Theoretical studies of enzymic reactions: dielectric, electrostatic and steric stabilization of the carbonium ion in the reaction of lysozyme.

Abstract

Abstract A general method for detailed study of enzymic reactions is presented. The method considers the complete enzyme-substrate complex together with the surrounding solvent and evaluates all the different quantum mechanical and classical energy factors that can affect the reaction pathway. These factors include the quantum mechanical energies associated with bond cleavage and charge redistribution of the substrate and the classical energies of steric and electrostatic interactions between the substrate and the enzyme. The electrostatic polarization of the enzyme atoms and the orientation of the dipoles of the surrounding water molecules is simulated by a microscopic dielectric model. The solvation energy resulting from this polarization is considerable and must be included in any realistic calculation of chemical reactions involving anything more than an isolated molecule in vacuo . Without it, acidic groups can never become ionized and the charge distribution on the substrate will not be reasonable.
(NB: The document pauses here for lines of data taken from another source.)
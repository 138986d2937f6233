// SPDX-License-Identifier: BUSL-1.1
// Copyright (c) 2026 Alfred Jean LLC

//! Schema DDL and the ordered migration list.
//!
//! Every statement here is applied exactly once, in order, tracked by the
//! `schema_version` table. New migrations are appended, never edited.

pub const MIGRATIONS: &[&str] = &[MIGRATION_0001];

const MIGRATION_0001: &str = r#"
CREATE TABLE IF NOT EXISTS runs (
    id               TEXT PRIMARY KEY,
    workspace_root   TEXT NOT NULL,
    target_branch    TEXT NOT NULL,
    unit_spec_dir    TEXT NOT NULL,
    parallelism      INTEGER NOT NULL,
    status           TEXT NOT NULL,
    started_at_ms    INTEGER NOT NULL,
    completed_at_ms  INTEGER,
    error            TEXT,
    config_json      TEXT NOT NULL
);

CREATE INDEX IF NOT EXISTS idx_runs_status ON runs(status);
CREATE UNIQUE INDEX IF NOT EXISTS idx_runs_active_branch
    ON runs(workspace_root, target_branch)
    WHERE status = 'running';

CREATE TABLE IF NOT EXISTS units (
    run_id           TEXT NOT NULL REFERENCES runs(id),
    unit_id          TEXT NOT NULL,
    status           TEXT NOT NULL,
    depends_on_json  TEXT NOT NULL,
    branch           TEXT,
    workspace_path   TEXT,
    started_at_ms    INTEGER,
    completed_at_ms  INTEGER,
    error            TEXT,
    PRIMARY KEY (run_id, unit_id)
);

CREATE INDEX IF NOT EXISTS idx_units_run_id ON units(run_id);
CREATE INDEX IF NOT EXISTS idx_units_status ON units(status);

CREATE TABLE IF NOT EXISTS events (
    rowid_pk         INTEGER PRIMARY KEY AUTOINCREMENT,
    run_id           TEXT NOT NULL REFERENCES runs(id),
    sequence         INTEGER NOT NULL,
    event_type       TEXT NOT NULL,
    timestamp        TEXT NOT NULL,
    unit_id          TEXT,
    task_ordinal     INTEGER,
    pr               INTEGER,
    payload_json     TEXT,
    error            TEXT
);

CREATE UNIQUE INDEX IF NOT EXISTS idx_events_run_sequence ON events(run_id, sequence);
"#;

/// Apply every migration not yet recorded in `schema_version`.
pub fn run_migrations(conn: &rusqlite::Connection) -> rusqlite::Result<()> {
    conn.execute_batch(
        "CREATE TABLE IF NOT EXISTS schema_version (version INTEGER NOT NULL);",
    )?;
    let current: i64 = conn
        .query_row("SELECT COALESCE(MAX(version), 0) FROM schema_version", [], |r| r.get(0))
        .unwrap_or(0);

    for (idx, migration) in MIGRATIONS.iter().enumerate() {
        let version = idx as i64 + 1;
        if version <= current {
            continue;
        }
        conn.execute_batch(migration)?;
        conn.execute("INSERT INTO schema_version (version) VALUES (?1)", [version])?;
    }
    Ok(())
}

#[cfg(test)]
#[path = "schema_tests.rs"]
mod tests;
// SPDX-License-Identifier: BUSL-1.1
// Copyright (c) 2026 Alfred Jean LLC

//! Run-scoped DAG scheduler (spec.md §4.3).
//!
//! Tracks one run's units as a dependency graph, maintaining a ready set
//! as an incoming-non-complete-edge-count drain -- the same pass also
//! serves as Kahn's algorithm's cycle check at `build()` time, so no
//! separate cycle-detection traversal is needed later.

use std::collections::{BTreeSet, HashMap, VecDeque};

use warden_core::error::{CoreError, CoreResult};
use warden_core::unit::{Unit, UnitId, UnitStatus};

/// One run's unit DAG plus the scheduling state derived from it.
pub struct Scheduler {
    units: HashMap<UnitId, Unit>,
    /// Successor edges: unit -> units that depend on it.
    dependents: HashMap<UnitId, Vec<UnitId>>,
    /// Remaining non-complete dependency count per unit.
    incoming: HashMap<UnitId, usize>,
    ready: BTreeSet<UnitId>,
}

impl Scheduler {
    /// Validate and build a scheduler over `units`: every `depends_on`
    /// entry must name a unit present in the set, and the dependency graph
    /// must be acyclic. Units with zero dependencies are seeded into the
    /// ready set (transitioned `pending -> ready`).
    pub fn build(mut units: Vec<Unit>, epoch_ms: u64) -> CoreResult<Self> {
        let ids: std::collections::HashSet<&UnitId> = units.iter().map(|u| u.id()).collect();
        for unit in &units {
            for dep in &unit.depends_on {
                if !ids.contains(dep) {
                    return Err(CoreError::MissingDependency {
                        unit: unit.id().to_string(),
                        missing: dep.to_string(),
                    });
                }
            }
        }

        let mut dependents: HashMap<UnitId, Vec<UnitId>> = HashMap::new();
        let mut incoming: HashMap<UnitId, usize> = HashMap::new();
        for unit in &units {
            incoming.insert(unit.id().clone(), unit.depends_on.len());
            for dep in &unit.depends_on {
                dependents.entry(dep.clone()).or_default().push(unit.id().clone());
            }
        }

        Self::check_acyclic(&incoming, &dependents)?;

        let mut ready = BTreeSet::new();
        for unit in units.iter_mut() {
            if incoming[unit.id()] == 0 {
                unit.transition(UnitStatus::Ready, epoch_ms, None, None)?;
                ready.insert(unit.id().clone());
            }
        }

        let units = units.into_iter().map(|u| (u.id().clone(), u)).collect();
        Ok(Self { units, dependents, incoming, ready })
    }

    /// Kahn's algorithm: drain nodes with zero incoming edges, decrementing
    /// their successors'. Any node left undrained when the queue empties is
    /// part of a cycle.
    fn check_acyclic(incoming: &HashMap<UnitId, usize>, dependents: &HashMap<UnitId, Vec<UnitId>>) -> CoreResult<()> {
        let mut remaining = incoming.clone();
        let mut queue: VecDeque<UnitId> = remaining.iter().filter(|(_, c)| **c == 0).map(|(id, _)| id.clone()).collect();
        let mut drained: std::collections::HashSet<UnitId> = std::collections::HashSet::new();

        while let Some(id) = queue.pop_front() {
            drained.insert(id.clone());
            if let Some(succs) = dependents.get(&id) {
                for succ in succs {
                    if let Some(count) = remaining.get_mut(succ) {
                        *count -= 1;
                        if *count == 0 {
                            queue.push_back(succ.clone());
                        }
                    }
                }
            }
        }

        if drained.len() != remaining.len() {
            let mut cyclic: Vec<String> = remaining.keys().filter(|id| !drained.contains(*id)).map(|id| id.to_string()).collect();
            cyclic.sort();
            return Err(CoreError::CyclicDag(cyclic));
        }
        Ok(())
    }

    /// Build a scheduler over units already carrying persisted state
    /// (`ResumeJobs`, spec.md §4.5) rather than fresh `pending` units.
    /// Incoming-edge counts only count *non-complete* dependencies (§4.3),
    /// since a resumed unit's dependencies may already be complete; a
    /// `Pending` unit whose count has already reached zero is promoted to
    /// `Ready` the same as a fresh build, while units already `Ready` are
    /// folded straight into the ready set without re-running the
    /// transition (which would reject `Ready -> Ready` as a no-op, not an
    /// error, but skips the redundant call regardless).
    pub fn build_resumed(units: Vec<Unit>, epoch_ms: u64) -> CoreResult<Self> {
        let ids: std::collections::HashSet<&UnitId> = units.iter().map(|u| u.id()).collect();
        for unit in &units {
            for dep in &unit.depends_on {
                if !ids.contains(dep) {
                    return Err(CoreError::MissingDependency {
                        unit: unit.id().to_string(),
                        missing: dep.to_string(),
                    });
                }
            }
        }

        let by_id: HashMap<UnitId, UnitStatus> = units.iter().map(|u| (u.id().clone(), u.status)).collect();
        let mut dependents: HashMap<UnitId, Vec<UnitId>> = HashMap::new();
        let mut incoming: HashMap<UnitId, usize> = HashMap::new();
        for unit in &units {
            let non_complete = unit.depends_on.iter().filter(|d| by_id.get(*d) != Some(&UnitStatus::Complete)).count();
            incoming.insert(unit.id().clone(), non_complete);
            for dep in &unit.depends_on {
                dependents.entry(dep.clone()).or_default().push(unit.id().clone());
            }
        }

        Self::check_acyclic(&incoming, &dependents)?;

        let mut ready = BTreeSet::new();
        let mut units = units;
        for unit in units.iter_mut() {
            match unit.status {
                UnitStatus::Ready => {
                    ready.insert(unit.id().clone());
                }
                UnitStatus::Pending if incoming[unit.id()] == 0 => {
                    unit.transition(UnitStatus::Ready, epoch_ms, None, None)?;
                    ready.insert(unit.id().clone());
                }
                _ => {}
            }
        }

        let units = units.into_iter().map(|u| (u.id().clone(), u)).collect();
        Ok(Self { units, dependents, incoming, ready })
    }

    /// Snapshot of the currently ready unit ids.
    pub fn ready(&self) -> BTreeSet<UnitId> {
        self.ready.clone()
    }

    /// Units left `in_progress` by a prior daemon instance -- on resume
    /// these are re-driven rather than re-promoted through `ready`
    /// (spec.md §4.5: "validate in-progress units' workspaces still
    /// exist").
    pub fn in_progress(&self) -> BTreeSet<UnitId> {
        self.units.values().filter(|u| u.status == UnitStatus::InProgress).map(|u| u.id().clone()).collect()
    }

    pub fn unit(&self, id: &UnitId) -> Option<&Unit> {
        self.units.get(id)
    }

    pub fn units(&self) -> impl Iterator<Item = &Unit> {
        self.units.values()
    }

    pub fn mark_in_progress(&mut self, id: &UnitId, epoch_ms: u64, branch: String) -> CoreResult<()> {
        let unit = self.units.get_mut(id).ok_or_else(|| CoreError::MissingDependency {
            unit: id.to_string(),
            missing: id.to_string(),
        })?;
        unit.transition(UnitStatus::InProgress, epoch_ms, Some(branch), None)?;
        self.ready.remove(id);
        Ok(())
    }

    pub fn mark_complete(&mut self, id: &UnitId, epoch_ms: u64) -> CoreResult<()> {
        {
            let unit = self.require_unit_mut(id)?;
            unit.transition(UnitStatus::Complete, epoch_ms, None, None)?;
        }
        self.ready.remove(id);
        self.promote_successors(id, epoch_ms)?;
        Ok(())
    }

    pub fn mark_failed(&mut self, id: &UnitId, epoch_ms: u64, error: String) -> CoreResult<()> {
        {
            let unit = self.require_unit_mut(id)?;
            unit.transition(UnitStatus::Failed, epoch_ms, None, Some(error))?;
        }
        self.ready.remove(id);
        self.block_successors(id, epoch_ms);
        Ok(())
    }

    pub fn mark_blocked(&mut self, id: &UnitId, epoch_ms: u64, error: String) -> CoreResult<()> {
        let unit = self.require_unit_mut(id)?;
        unit.transition(UnitStatus::Blocked, epoch_ms, None, Some(error))?;
        self.ready.remove(id);
        Ok(())
    }

    fn require_unit_mut(&mut self, id: &UnitId) -> CoreResult<&mut Unit> {
        self.units.get_mut(id).ok_or_else(|| CoreError::MissingDependency {
            unit: id.to_string(),
            missing: id.to_string(),
        })
    }

    /// A completed unit may free its successors' last outstanding
    /// dependency; promote any that reach zero from `pending` to `ready`.
    fn promote_successors(&mut self, id: &UnitId, epoch_ms: u64) -> CoreResult<()> {
        let Some(succs) = self.dependents.get(id).cloned() else { return Ok(()) };
        for succ in succs {
            if let Some(count) = self.incoming.get_mut(&succ) {
                *count = count.saturating_sub(1);
                if *count == 0 {
                    if let Some(unit) = self.units.get_mut(&succ) {
                        if unit.status == UnitStatus::Pending {
                            unit.transition(UnitStatus::Ready, epoch_ms, None, None)?;
                            self.ready.insert(succ);
                        }
                    }
                }
            }
        }
        Ok(())
    }

    /// Propagate `blocked` transitively to every non-terminal successor of
    /// a failed unit -- spec.md §4.3: "failed/blocked propagate
    /// transitively to successors".
    fn block_successors(&mut self, id: &UnitId, epoch_ms: u64) {
        let mut stack: Vec<UnitId> = self.dependents.get(id).cloned().unwrap_or_default();
        while let Some(next_id) = stack.pop() {
            let blocked_now = match self.units.get_mut(&next_id) {
                Some(unit) if !unit.status.is_terminal() => {
                    let _ = unit.transition(
                        UnitStatus::Blocked,
                        epoch_ms,
                        None,
                        Some(format!("upstream unit {id} failed")),
                    );
                    self.ready.remove(&next_id);
                    true
                }
                _ => false,
            };
            if blocked_now {
                if let Some(more) = self.dependents.get(&next_id) {
                    stack.extend(more.iter().cloned());
                }
            }
        }
    }

    pub fn all_complete(&self) -> bool {
        self.units.values().all(|u| u.status == UnitStatus::Complete)
    }

    pub fn all_blocked_or_failed(&self) -> bool {
        self.units.values().all(|u| u.status.is_terminal())
    }

    /// True once every unit has reached a terminal status -- success
    /// (`all_complete`) or otherwise (`all_blocked_or_failed`).
    pub fn is_finished(&self) -> bool {
        self.units.values().all(|u| u.status.is_terminal())
    }

    /// No unit ready, at least one non-terminal unit remains, and none is
    /// in flight: the "no tasks ready but not all complete" contract
    /// violation spec.md §7 calls out. `build()`'s cycle check should make
    /// this unreachable in practice; it exists as a defensive backstop.
    pub fn is_deadlocked(&self) -> bool {
        if !self.ready.is_empty() || self.is_finished() {
            return false;
        }
        !self.units.values().any(|u| {
            matches!(
                u.status,
                UnitStatus::InProgress | UnitStatus::PrOpen | UnitStatus::InReview | UnitStatus::Merging
            )
        })
    }
}

#[cfg(test)]
#[path = "scheduler_tests.rs"]
mod tests;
The same dielectric model can also be used to study the reaction of the substrate in solution. In this way the reaction in solution can be compared with the enzymic reaction. In this paper we study the stability of the carbonium ion intermediate formed in the cleavage of a glycosidic bond by lysozyme. It is found that electrostatic stabilization is an important factor in increasing the rate of the reaction step that leads to the formation of the carbonium ion intermediate. Steric factors, such as the strain of the substrate on binding to lysozyme, do not seem to contribute significantly.